Personal InvestmentsFinance Tips

August 12, 2013 09:42
Personal Investments

Once your finances are under control, with secured assets, a well balanced budget, and major purchases planned for, you will want for options to invest any additional disposable income instead of throwing it away. Investing can take many forms, but regardless of the approach, it is usually a meeting of your risk tolerance and your desire for short or long term growth. The more common types of investments are either related to the financial markets, like stocks, bonds, indices, and options, or related to assets which appreciate in value, the most common of which being real estate.

Financial investing can either be done independently or through a broker. It is often desirable to work with a broker, who will carry more skill and experience to the table, and help you balance your expectations and risk to determine the right mix for your investment portfolio. You will often pay either an annual fee or a per-transaction charge, but it is usually worth it as most brokers can leverage their experience to help you avoid common financial mistakes new investors make with greater visibility to larger market trends that often go unseen by the average consumer. If you do decide to invest in the financial markets by yourself, the Internet has numerous sources of information and online trading sites that may minimize trading fees while making trading possible from your couch. An important tip is to try to avoid timing the market, while it is sometimes possible to pick the .best. time to sell an investment and make a profit, the best investments are usually the ones with the lower, and more secure, rate of growth. These kinds of investments avoid the risk that often accompanies more volatile investments. A good investment portfolio is normally one that balances steady slower growth investments with riskier higher growth investments, and matches the risk and reward ratio to your predefined goals and comfort level.
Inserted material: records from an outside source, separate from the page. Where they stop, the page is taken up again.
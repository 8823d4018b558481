//! HTTP route definitions

use axum::{
    extract::{Path, State},
    http::{header, HeaderValue, Method, StatusCode},
    response::{IntoResponse, Json},
    routing::{get, post},
    Router,
};
use chrono::Utc;
use serde::Serialize;
use tower_http::{cors::CorsLayer, trace::TraceLayer};
use tracing::info;
use uuid::Uuid;

use crate::app::AppState;
use crate::battle::GameWorld;
use crate::util::time::uptime_secs;
use crate::ws::handler::ws_handler;

/// Build the application router
pub fn build_router(state: AppState) -> Router {
    // CORS configuration - support multiple origins (comma-separated in CLIENT_ORIGIN)
    let cors = match state.config.client_origin.as_deref() {
        Some(origins) => {
            let allowed_origins: Vec<HeaderValue> = origins
                .split(',')
                .filter_map(|s| s.trim().parse::<HeaderValue>().ok())
                .collect();

            CorsLayer::new()
                .allow_origin(allowed_origins)
                .allow_methods([Method::GET, Method::POST, Method::DELETE, Method::OPTIONS])
                .allow_headers([header::CONTENT_TYPE])
        }
        None => CorsLayer::permissive(),
    };

    Router::new()
        .route("/health", get(health_handler))
        .route("/battles", get(list_battles_handler))
        .route(
            "/battles/:battle_id",
            post(create_battle_handler).delete(remove_battle_handler),
        )
        .route("/battles/:battle_id/connect", get(ws_handler))
        .layer(TraceLayer::new_for_http())
        .layer(cors)
        .with_state(state)
}

// ============================================================================
// Health endpoint
// ============================================================================

#[derive(Serialize)]
struct HealthResponse {
    status: &'static str,
    uptime_secs: u64,
    active_worlds: usize,
    connected_clients: usize,
}

async fn health_handler(State(state): State<AppState>) -> Json<HealthResponse> {
    Json(HealthResponse {
        status: "ok",
        uptime_secs: uptime_secs(),
        active_worlds: state.worlds.len(),
        connected_clients: state.worlds.connected_clients(),
    })
}

// ============================================================================
// Battle management endpoints
// ============================================================================

#[derive(Debug, Serialize)]
struct BattleInfo {
    battle_id: Uuid,
    clients: usize,
    idle_secs: i64,
}

impl BattleInfo {
    fn of(world: &GameWorld) -> Self {
        Self {
            battle_id: world.battle_id(),
            clients: world.client_count(),
            idle_secs: (Utc::now() - world.last_activity()).num_seconds().max(0),
        }
    }
}

async fn list_battles_handler(State(state): State<AppState>) -> Json<Vec<BattleInfo>> {
    let battles = state
        .worlds
        .worlds()
        .iter()
        .map(|w| BattleInfo::of(w))
        .collect();
    Json(battles)
}

async fn create_battle_handler(
    State(state): State<AppState>,
    Path(battle_id): Path<Uuid>,
) -> Json<BattleInfo> {
    let world = state.worlds.get_or_create(battle_id);
    Json(BattleInfo::of(&world))
}

async fn remove_battle_handler(
    State(state): State<AppState>,
    Path(battle_id): Path<Uuid>,
) -> Result<StatusCode, AppError> {
    state
        .worlds
        .remove(battle_id)
        .ok_or_else(|| AppError::NotFound(format!("battle {battle_id}")))?;

    info!(battle_id = %battle_id, "Battle removed via API");
    Ok(StatusCode::NO_CONTENT)
}

// ============================================================================
// Error handling
// ============================================================================

#[derive(Debug, thiserror::Error)]
pub enum AppError {
    #[error("Not found: {0}")]
    NotFound(String),
}

impl IntoResponse for AppError {
    fn into_response(self) -> axum::response::Response {
        let status = match &self {
            AppError::NotFound(_) => StatusCode::NOT_FOUND,
        };

        let body = serde_json::json!({
            "error": self.to_string()
        });

        (status, Json(body)).into_response()
    }
}
//! WebSocket transport

pub mod handler;
pub mod protocol;
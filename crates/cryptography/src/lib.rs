//! Hashing and secp256r1 primitives for the legacy Neo implementation.

pub mod ecdsa;
pub mod ecpoint;
pub mod hash;

pub use ecdsa::{sign, verify_signature};
pub use ecpoint::ECPoint;

use thiserror::Error;

/// Errors raised by the cryptographic primitives.
#[derive(Error, Debug, Clone, PartialEq, Eq)]
pub enum CryptoError {
    /// The bytes do not encode a point on the curve.
    #[error("invalid EC point: {message}")]
    InvalidPoint { message: String },

    /// The signature bytes are malformed.
    #[error("invalid signature: {message}")]
    InvalidSignature { message: String },

    /// The private key bytes are malformed.
    #[error("invalid key: {message}")]
    InvalidKey { message: String },
}

/// The result type for cryptographic operations.
pub type CryptoResult<T> = std::result::Result<T, CryptoError>;
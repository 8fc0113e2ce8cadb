//! Error types for the ledger crate.

use thiserror::Error;

/// Errors raised by ledger entities and the blockchain facade.
#[derive(Error, Debug, Clone, PartialEq, Eq)]
pub enum LedgerError {
    /// An entity failed to decode from its binary or textual form.
    #[error("invalid encoding: {message}")]
    InvalidEncoding { message: String },

    /// A lookup referenced an entity that does not exist.
    #[error("{kind} not found: {key}")]
    NotFound { kind: &'static str, key: String },

    /// An enum discriminant byte was out of range.
    #[error("unknown {kind} value: {value:#04x}")]
    UnknownValue { kind: &'static str, value: u8 },
}
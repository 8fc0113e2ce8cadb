//! Hash functions used by the VM opcodes and ledger entities.

use ripemd::Ripemd160;
use sha1::Sha1;
use sha2::{Digest, Sha256};

/// SHA-1 of the input.
pub fn sha1(data: &[u8]) -> [u8; 20] {
    let mut hasher = Sha1::new();
    hasher.update(data);
    hasher.finalize().into()
}

/// SHA-256 of the input.
pub fn sha256(data: &[u8]) -> [u8; 32] {
    let mut hasher = Sha256::new();
    hasher.update(data);
    hasher.finalize().into()
}

/// RIPEMD-160 of the input.
pub fn ripemd160(data: &[u8]) -> [u8; 20] {
    let mut hasher = Ripemd160::new();
    hasher.update(data);
    hasher.finalize().into()
}

/// RIPEMD160(SHA256(data)), the script-hash function.
pub fn hash160(data: &[u8]) -> [u8; 20] {
    ripemd160(&sha256(data))
}

/// SHA256(SHA256(data)), the block/transaction hash function.
pub fn hash256(data: &[u8]) -> [u8; 32] {
    sha256(&sha256(data))
}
If you look to real estate as an investment vehicle, there are often two different strategies used. One is to purchase real estate to provide a steady income, for example, purchasing an apartment or condo building with the intent of renting out the units as both an income stream, but also as a way of offsetting the cost of borrowing. If you adopt this approach, it is often preferable to have a larger number of units available, as this helps to cushion any vacancies when some individual units are unoccupied or are being renovated and can't be rented. The other strategy, often referred to as ‘flipping', is to purchase real estate with the intent of quickly reselling at a profit. When taking this approach, the goal is to find diamonds in the rough - many prospective buyers will look for properties that can be purchased at a discount. For example, properties that have been repossessed by the bank, ones that are in need of minor repairs but are structurally sound, or properties that benefit from a good location or will increase in value due to zoning changes, are all solid investment choices.